Eine Höherbewertung der MdE durch das Ohrensausen kommt ebenfalls nicht in Betracht. Dr.H ... und Prof.T ... sehen das Ohrgeräusch nicht als lärmverursacht an, weil Dr.B ... im Befundbericht vom 15.12.1997 sein Vorliegen ab 01.01.1995 nicht bestätigt und der Kläger selbst ein dauerhaftes Auftreten des Ohrgeräusches erst für die Zeit nach Beendigung der Lärmexposition angegeben hat. Nur ein dauerndes lärmbedingtes Ohrgeräusch im Frequenzbereich der Schädigung (Hochtongeräusch) kann bei der Bewertung des Gesamtschadenbildes berücksichtigt werden (Mehrtens/Perlebach aaO Seite 39). Im Übrigen hat auch der Sachverständige Dr.S ... das Ohrgeräusch im Gutachten vom 02.07.1996 nur als mäßig belästigend bezeichnet.

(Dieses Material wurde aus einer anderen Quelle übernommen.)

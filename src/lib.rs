// Copyright (c) 2026 Christoph Gaffga
// SPDX-License-Identifier: GPL-3.0-only

//! # phasm-dwt
//!
//! Wavelet-domain image steganography. A text message is encrypted
//! (AES-256-CBC, or AES-256-GCM-SIV on request), Huffman-compressed, framed,
//! and written bit by bit into the detail coefficients of a 2-level Haar
//! decomposition of the cover image, plus the DCT of its approximation band.
//!
//! The transform layer (`wavelet`) is self-contained and does no I/O. The
//! steganography layer (`stego`) holds the cipher, coder, framing and
//! quantization embedding. `image_io` is the PNG boundary.
//!
//! Stego images must be stored losslessly. 8-bit rounding on save is
//! tolerated; JPEG recompression is not.
//!
//! # Quick start
//!
//! ```rust,ignore
//! use phasm_dwt::{embed_message, extract_message, image_io, CodecParams, KeyMaterial};
//!
//! let cover = image_io::load("cover.png").unwrap();
//! let key = KeyMaterial::password("passphrase");
//! let params = CodecParams::default();
//! let out = embed_message("secret message", &key, &cover, &params).unwrap();
//! image_io::save_png("stego.png", &out.stego).unwrap();
//!
//! let stego = image_io::load("stego.png").unwrap();
//! let msg = extract_message(&stego, &key, out.salt.as_ref(), &out.iv, out.payload_bits_length, &params).unwrap();
//! assert_eq!(msg, "secret message");
//! ```

pub mod image_io;
pub mod stego;
pub mod wavelet;

pub use stego::{embed_message, extract_message, extract_with_metadata, EmbedOutput};
pub use stego::{capacity, embedding_capacity, image_capacity, max_payload_bytes};
pub use stego::{CipherSuite, CodecParams, DecryptFailure, KeyMaterial, QuantizerScheme, StegoError, StegoMetadata};
pub use wavelet::error::TransformError;
pub use wavelet::pixels::{psnr, PixelImage};
pub use wavelet::{BandId, BandKind, CoefficientBands};
// Copyright (c) 2026 Christoph Gaffga
// SPDX-License-Identifier: GPL-3.0-only

//! 8-bit pixel images and their conversion to/from floating-point planes.
//!
//! Rounding to the integer pixel type happens only in
//! [`PixelImage::from_coeffs`], i.e. once, at the very end of
//! reconstruction.

use super::array::CoeffArray;
use super::error::{Result, TransformError};

/// An 8-bit image, `height x width x channels`, channel-interleaved.
///
/// `channels` is 1 (grayscale) or 3 (RGB).
#[derive(Debug, Clone, PartialEq, Eq)]
pub struct PixelImage {
    width: usize,
    height: usize,
    channels: usize,
    data: Vec<u8>,
}

impl PixelImage {
    /// Wrap a raw interleaved buffer.
    pub fn new(width: usize, height: usize, channels: usize, data: Vec<u8>) -> Result<Self> {
        if channels != 1 && channels != 3 {
            return Err(TransformError::UnsupportedChannels(channels));
        }
        let expected = width * height * channels;
        if data.len() != expected {
            return Err(TransformError::BufferLength { expected, actual: data.len() });
        }
        Ok(Self { width, height, channels, data })
    }

    pub fn width(&self) -> usize {
        self.width
    }

    pub fn height(&self) -> usize {
        self.height
    }

    pub fn channels(&self) -> usize {
        self.channels
    }

    pub fn is_color(&self) -> bool {
        self.channels == 3
    }

    pub fn pixels(&self) -> &[u8] {
        &self.data
    }

    pub fn pixels_mut(&mut self) -> &mut [u8] {
        &mut self.data
    }

    pub fn into_pixels(self) -> Vec<u8> {
        self.data
    }

    /// Widen to `f64` with the same `[H, W, C]` layout.
    pub fn to_coeffs(&self) -> CoeffArray {
        let data = self.data.iter().map(|&p| p as f64).collect();
        CoeffArray::from_vec(self.height, self.width, self.channels, data)
            .expect("pixel buffer length is checked in PixelImage::new")
    }

    /// Round and clamp a reconstructed array back to 8-bit pixels.
    pub fn from_coeffs(arr: &CoeffArray) -> Result<Self> {
        let data = arr
            .as_slice()
            .iter()
            .map(|&v| v.round().clamp(0.0, 255.0) as u8)
            .collect();
        Self::new(arr.width(), arr.height(), arr.channels(), data)
    }
}

/// Size of the working region transformed at `levels` decomposition levels:
/// the largest top-left `(height, width)` with both sides multiples of `2^levels`.
pub fn working_region(height: usize, width: usize, levels: u8) -> (usize, usize) {
    let block = 1usize << levels;
    (height / block * block, width / block * block)
}

/// Peak signal-to-noise ratio in dB between two equal-shaped images.
///
/// Returns `f64::INFINITY` for identical images, and
/// [`TransformError::ShapeMismatch`] if the shapes differ.
pub fn psnr(a: &PixelImage, b: &PixelImage) -> Result<f64> {
    if (a.width, a.height, a.channels) != (b.width, b.height, b.channels) {
        return Err(TransformError::ShapeMismatch);
    }
    if a.data.is_empty() {
        return Ok(f64::INFINITY);
    }
    let sse: f64 = a
        .data
        .iter()
        .zip(&b.data)
        .map(|(&x, &y)| {
            let d = x as f64 - y as f64;
            d * d
        })
        .sum();
    if sse == 0.0 {
        return Ok(f64::INFINITY);
    }
    let mse = sse / a.data.len() as f64;
    Ok(10.0 * (255.0 * 255.0 / mse).log10())
}

#[cfg(test)]
mod tests {
    use super::*;

    #[test]
    fn rejects_bad_channels_and_length() {
        assert!(matches!(
            PixelImage::new(2, 2, 4, vec![0; 16]),
            Err(TransformError::UnsupportedChannels(4))
        ));
        assert!(matches!(
            PixelImage::new(2, 2, 1, vec![0; 3]),
            Err(TransformError::BufferLength { .. })
        ));
    }

    #[test]
    fn from_coeffs_rounds_and_clamps() {
        let arr = CoeffArray::from_vec(1, 4, 1, vec![-3.0, 12.49, 12.5, 300.0]).unwrap();
        let img = PixelImage::from_coeffs(&arr).unwrap();
        assert_eq!(img.pixels(), &[0, 12, 13, 255]);
    }

    #[test]
    fn working_region_rounds_down() {
        assert_eq!(working_region(512, 512, 2), (512, 512));
        assert_eq!(working_region(515, 303, 2), (512, 300));
        assert_eq!(working_region(3, 7, 2), (0, 4));
    }

    #[test]
    fn psnr_identical_is_infinite() {
        let img = PixelImage::new(4, 4, 1, vec![100; 16]).unwrap();
        assert!(psnr(&img, &img).unwrap().is_infinite());
    }

    #[test]
    fn psnr_rejects_shape_mismatch() {
        let a = PixelImage::new(4, 4, 1, vec![100; 16]).unwrap();
        let b = PixelImage::new(4, 4, 3, vec![100; 48]).unwrap();
        let c = PixelImage::new(8, 2, 1, vec![100; 16]).unwrap();
        assert_eq!(psnr(&a, &b), Err(TransformError::ShapeMismatch));
        assert_eq!(psnr(&a, &c), Err(TransformError::ShapeMismatch));
    }

    #[test]
    fn psnr_known_value() {
        let a = PixelImage::new(2, 2, 1, vec![0, 0, 0, 0]).unwrap();
        let b = PixelImage::new(2, 2, 1, vec![1, 1, 1, 1]).unwrap();
        // MSE = 1 -> 20*log10(255) ~= 48.13 dB
        let p = psnr(&a, &b).unwrap();
        assert!((p - 48.1308).abs() < 1e-3, "psnr = {p}");
    }
}
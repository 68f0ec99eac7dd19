// Copyright (c) 2026 Christoph Gaffga
// SPDX-License-Identifier: GPL-3.0-only

//! Orthonormal 2D DCT over a whole band.
//!
//! Unlike a JPEG codec's fixed 8×8 blocks, the approximation band is
//! transformed in one piece, so the basis is built for the band's own height
//! and width. Forward is DCT-II, inverse is DCT-III, both with orthonormal
//! scaling (`sqrt(1/N)` for `k = 0`, `sqrt(2/N)` otherwise), which makes the
//! inverse the exact transpose and keeps coefficient noise at pixel scale.

use std::f64::consts::PI;

/// Precomputed `N x N` orthonormal DCT-II basis.
///
/// `basis[k * n + x] = s(k) * cos((2x + 1) * k * PI / (2N))`.
#[derive(Debug, Clone)]
pub struct DctBasis {
    n: usize,
    basis: Vec<f64>,
}

impl DctBasis {
    pub fn new(n: usize) -> Self {
        let mut basis = vec![0.0; n * n];
        if n == 0 {
            return Self { n, basis };
        }
        let s0 = (1.0 / n as f64).sqrt();
        let s = (2.0 / n as f64).sqrt();
        for k in 0..n {
            let scale = if k == 0 { s0 } else { s };
            for x in 0..n {
                basis[k * n + x] =
                    scale * ((2 * x + 1) as f64 * k as f64 * PI / (2 * n) as f64).cos();
            }
        }
        Self { n, basis }
    }

    pub fn len(&self) -> usize {
        self.n
    }

    pub fn is_empty(&self) -> bool {
        self.n == 0
    }

    /// `out[k] = sum_x basis[k][x] * input[x]` over a strided input.
    fn forward_line(&self, input: &[f64], stride: usize, out: &mut [f64]) {
        let n = self.n;
        for k in 0..n {
            let row = &self.basis[k * n..(k + 1) * n];
            let mut sum = 0.0;
            for x in 0..n {
                sum += row[x] * input[x * stride];
            }
            out[k] = sum;
        }
    }

    /// `out[x] = sum_k basis[k][x] * input[k]` over a strided input.
    fn inverse_line(&self, input: &[f64], stride: usize, out: &mut [f64]) {
        let n = self.n;
        out[..n].iter_mut().for_each(|v| *v = 0.0);
        for k in 0..n {
            let c = input[k * stride];
            if c == 0.0 {
                continue;
            }
            let row = &self.basis[k * n..(k + 1) * n];
            for x in 0..n {
                out[x] += row[x] * c;
            }
        }
    }
}

/// Forward 2D DCT-II of a `height x width` plane (rows, then columns).
pub fn dct2d(plane: &[f64], height: usize, width: usize) -> Vec<f64> {
    debug_assert_eq!(plane.len(), height * width);
    let row_basis = DctBasis::new(width);
    let col_basis = DctBasis::new(height);

    let mut temp = vec![0.0; height * width];
    for r in 0..height {
        row_basis.forward_line(&plane[r * width..], 1, &mut temp[r * width..(r + 1) * width]);
    }

    let mut out = vec![0.0; height * width];
    let mut column = vec![0.0; height];
    for c in 0..width {
        col_basis.forward_line(&temp[c..], width, &mut column);
        for r in 0..height {
            out[r * width + c] = column[r];
        }
    }
    out
}

/// Inverse 2D DCT (DCT-III) of a `height x width` coefficient plane.
pub fn idct2d(coeffs: &[f64], height: usize, width: usize) -> Vec<f64> {
    debug_assert_eq!(coeffs.len(), height * width);
    let row_basis = DctBasis::new(width);
    let col_basis = DctBasis::new(height);

    let mut temp = vec![0.0; height * width];
    let mut column = vec![0.0; height];
    for c in 0..width {
        col_basis.inverse_line(&coeffs[c..], width, &mut column);
        for r in 0..height {
            temp[r * width + c] = column[r];
        }
    }

    let mut out = vec![0.0; height * width];
    for r in 0..height {
        row_basis.inverse_line(&temp[r * width..], 1, &mut out[r * width..(r + 1) * width]);
    }
    out
}

#[cfg(test)]
mod tests {
    use super::*;

    #[test]
    fn dc_of_constant_plane() {
        let plane = vec![3.0; 4 * 6];
        let coeffs = dct2d(&plane, 4, 6);
        // Orthonormal DC = mean * sqrt(N).
        assert!((coeffs[0] - 3.0 * (24.0f64).sqrt()).abs() < 1e-9);
        assert!(coeffs[1..].iter().all(|c| c.abs() < 1e-9));
    }

    #[test]
    fn roundtrip_non_square() {
        let plane: Vec<f64> = (0..5 * 7).map(|i| ((i * 29) % 83) as f64 - 20.0).collect();
        let back = idct2d(&dct2d(&plane, 5, 7), 5, 7);
        for (a, b) in plane.iter().zip(&back) {
            assert!((a - b).abs() < 1e-9, "{a} vs {b}");
        }
    }

    #[test]
    fn energy_preserved() {
        let plane: Vec<f64> = (0..64).map(|i| ((i * 17) % 31) as f64).collect();
        let coeffs = dct2d(&plane, 8, 8);
        let e_in: f64 = plane.iter().map(|v| v * v).sum();
        let e_out: f64 = coeffs.iter().map(|v| v * v).sum();
        assert!((e_in - e_out).abs() < 1e-6 * e_in);
    }

    #[test]
    fn single_coefficient_change_is_spread() {
        let mut coeffs = vec![0.0; 16];
        coeffs[5] = 2.0;
        let plane = idct2d(&coeffs, 4, 4);
        let e: f64 = plane.iter().map(|v| v * v).sum();
        assert!((e - 4.0).abs() < 1e-9);
        assert!(plane.iter().all(|v| v.abs() < 2.0));
    }
}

Nach allem hat der Kläger keinen Anspruch auf Gewährung einer Verletztenrente. Das Urteil des SG Nürnberg ist daher nicht zu beanstanden. Das Rechtsmittel des Klägers muss somit erfolglos bleiben.
Die Kostenentscheidung folgt aus § 193 SGG.
Gründe für die Zulassung der Revision nach § 160 Abs 2 Nrn 1 und 2 SGG liegen nicht vor.